Bütün bunlar yetmezdi elbet. Taşeron uygulamasını bitirmiş, tarım kooperatiflerini destekleyerek toplumcu belediyecilikte çığır açmış bir “kötü örneğin” önünün mutlaka bu defa serbest işgücü piyasası tarafından kesilmesi gerekirdi.

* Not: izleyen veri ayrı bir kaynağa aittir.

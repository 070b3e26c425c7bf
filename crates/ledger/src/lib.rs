//! Ledger domain: accounts, transactions and their derived balance.
//!
//! Pure domain logic plus the ports it needs (storage, IBAN generation).
//! No HTTP, no concrete persistence.

pub mod account;
pub mod balance;
pub mod iban;
pub mod ledger;
pub mod query;
pub mod store;
pub mod time_window;

pub use account::{Account, AccountStatus, Currency, NewTransaction, Transaction, TransactionType};
pub use balance::BalanceCalculator;
pub use iban::{Iban, IbanGenerator, IbanPrefix, RandomIbanGenerator, SequentialIbanGenerator};
pub use ledger::{AccountLedger, LedgerConfig, LedgerError, OpenAccount, account_not_found};
pub use query::TransactionQuery;
pub use store::{AccountStore, StoreError};
pub use time_window::{TimeFrame, TimeWindowResolver};
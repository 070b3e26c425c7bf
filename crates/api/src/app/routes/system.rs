use axum::{http::StatusCode, response::IntoResponse, Json};

pub async fn root() -> impl IntoResponse {
    Json(serde_json::json!({
        "service": "tally",
        "status": "ok",
    }))
}

pub async fn health() -> StatusCode {
    StatusCode::OK
}
//! Tracing/logging initialization.

use tracing_subscriber::EnvFilter;

/// Output format for log lines.
#[derive(Debug, Clone, Copy, PartialEq, Eq, Default)]
pub enum LogFormat {
    /// One JSON object per line (default, for log shippers).
    #[default]
    Json,
    /// Human-readable multi-line output for local runs.
    Pretty,
}

impl core::str::FromStr for LogFormat {
    type Err = String;

    fn from_str(s: &str) -> Result<Self, Self::Err> {
        match s.to_ascii_lowercase().as_str() {
            "json" => Ok(LogFormat::Json),
            "pretty" => Ok(LogFormat::Pretty),
            other => Err(format!("unknown log format '{other}' (expected json or pretty)")),
        }
    }
}

/// Initialize tracing/logging for the process.
///
/// Filtering is configurable via `RUST_LOG` (default `info`). Safe to call
/// multiple times (subsequent calls are no-ops).
pub fn init(format: LogFormat) {
    let filter = EnvFilter::try_from_default_env().unwrap_or_else(|_| EnvFilter::new("info"));

    let builder = tracing_subscriber::fmt()
        .with_env_filter(filter)
        .with_timer(tracing_subscriber::fmt::time::SystemTime);

    let _ = match format {
        LogFormat::Json => builder.json().with_target(false).try_init(),
        LogFormat::Pretty => builder.pretty().try_init(),
    };
}
//! API-side authorization guard for requests.
//!
//! Translates the HTTP request line into the transport-agnostic gate inputs,
//! keeping `tally-auth` free of any axum types.

use axum::http::Method;

use tally_auth::{AuthzError, JwtClaims, RequestMethod, RouteTable, authorize_request};

/// Check a request against the route table before it reaches a handler.
pub fn authorize_route(
    table: &RouteTable,
    method: &Method,
    path: &str,
    claims: Option<&JwtClaims>,
) -> Result<(), AuthzError> {
    authorize_request(table, RequestMethod::parse(method.as_str()), path, claims)
}
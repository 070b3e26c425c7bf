use rust_decimal::Decimal;

use crate::account::{Transaction, TransactionType};

/// Folds transactions into a signed total.
///
/// Exact decimal arithmetic: credits add, debits subtract, starting from zero.
pub struct BalanceCalculator;

impl BalanceCalculator {
    pub fn balance<'a>(transactions: impl IntoIterator<Item = &'a Transaction>) -> Decimal {
        transactions
            .into_iter()
            .map(Self::signed_amount)
            .fold(Decimal::ZERO, |acc, amount| acc + amount)
    }

    pub fn signed_amount(transaction: &Transaction) -> Decimal {
        match transaction.transaction_type() {
            TransactionType::Credit => transaction.amount(),
            TransactionType::Debit => -transaction.amount(),
        }
    }
}

#[cfg(test)]
mod tests {
    use super::*;
    use crate::account::NewTransaction;
    use proptest::prelude::*;
    use rust_decimal_macros::dec;

    fn tx(kind: TransactionType, amount: Decimal) -> Transaction {
        NewTransaction {
            amount: Some(amount),
            transaction_type: Some(kind),
            counterparty: Some("counterparty".into()),
            description: None,
        }
        .validate()
        .unwrap()
    }

    #[test]
    fn empty_list_is_zero() {
        assert_eq!(BalanceCalculator::balance(&Vec::<Transaction>::new()), Decimal::ZERO);
    }

    #[test]
    fn credits_add_and_debits_subtract() {
        let txs = vec![
            tx(TransactionType::Credit, dec!(10)),
            tx(TransactionType::Debit, dec!(1)),
        ];
        assert_eq!(BalanceCalculator::balance(&txs), dec!(9));
    }

    #[test]
    fn no_binary_rounding_drift() {
        let txs = std::iter::repeat_with(|| tx(TransactionType::Credit, dec!(0.1)))
            .take(1_000)
            .collect::<Vec<_>>();
        assert_eq!(BalanceCalculator::balance(&txs), dec!(100.0));
    }

    proptest! {
        #![proptest_config(ProptestConfig {
            cases: 256,
            ..ProptestConfig::default()
        })]

        /// Property: the balance equals credits minus debits, computed in
        /// integer minor units, for any mix of transactions.
        #[test]
        fn balance_is_signed_sum(
            entries in prop::collection::vec((any::<bool>(), 0i64..1_000_000_000i64), 0..50)
        ) {
            let mut expected_cents: i128 = 0;
            let txs = entries
                .iter()
                .map(|&(credit, cents)| {
                    let amount = Decimal::new(cents, 2);
                    if credit {
                        expected_cents += cents as i128;
                        tx(TransactionType::Credit, amount)
                    } else {
                        expected_cents -= cents as i128;
                        tx(TransactionType::Debit, amount)
                    }
                })
                .collect::<Vec<_>>();

            let expected = Decimal::from_i128_with_scale(expected_cents, 2);
            prop_assert_eq!(BalanceCalculator::balance(&txs), expected);
        }
    }
}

Bu nedenle İzmir Büyükşehir Belediyesi’nin ulaşım kurumu ESHOT personel ihalesine çıkınca, kendisini besleyen Büyükşehir şirketi İZELMAN’ın ihaleyi almasını engelleyecek bir teklif, Deniz Feneri ile irtibatlı bir yandaş şirkete verdirilmişti. Bu, basit bir piyasa hamlesi, sadece taşeron uygulamasını yeniden sahneye çıkaracak bir operasyon değildi kuşkusuz. Siyasi hedefleri olan, İzmir BB’ni içerden teslim almaya veya alamazsa karıştırmaya ve yeni bir iddianameye zemin hazırlamaya yönelen organize bir işti. Son olarak, Dikili’nin toplumcu belediye başkanı Osman Özgüven’e de bir yargı kuşatması yöneltiliyordu.

İktidarın saldırganlığının artışı, bir düşüşe geçme sendromudur. Geçmiş 10 yıla bakılırsa, bu gözü dönmüşlük İzmir’in, İzmirlinin gözünü korkutmaz, tepkisini biler!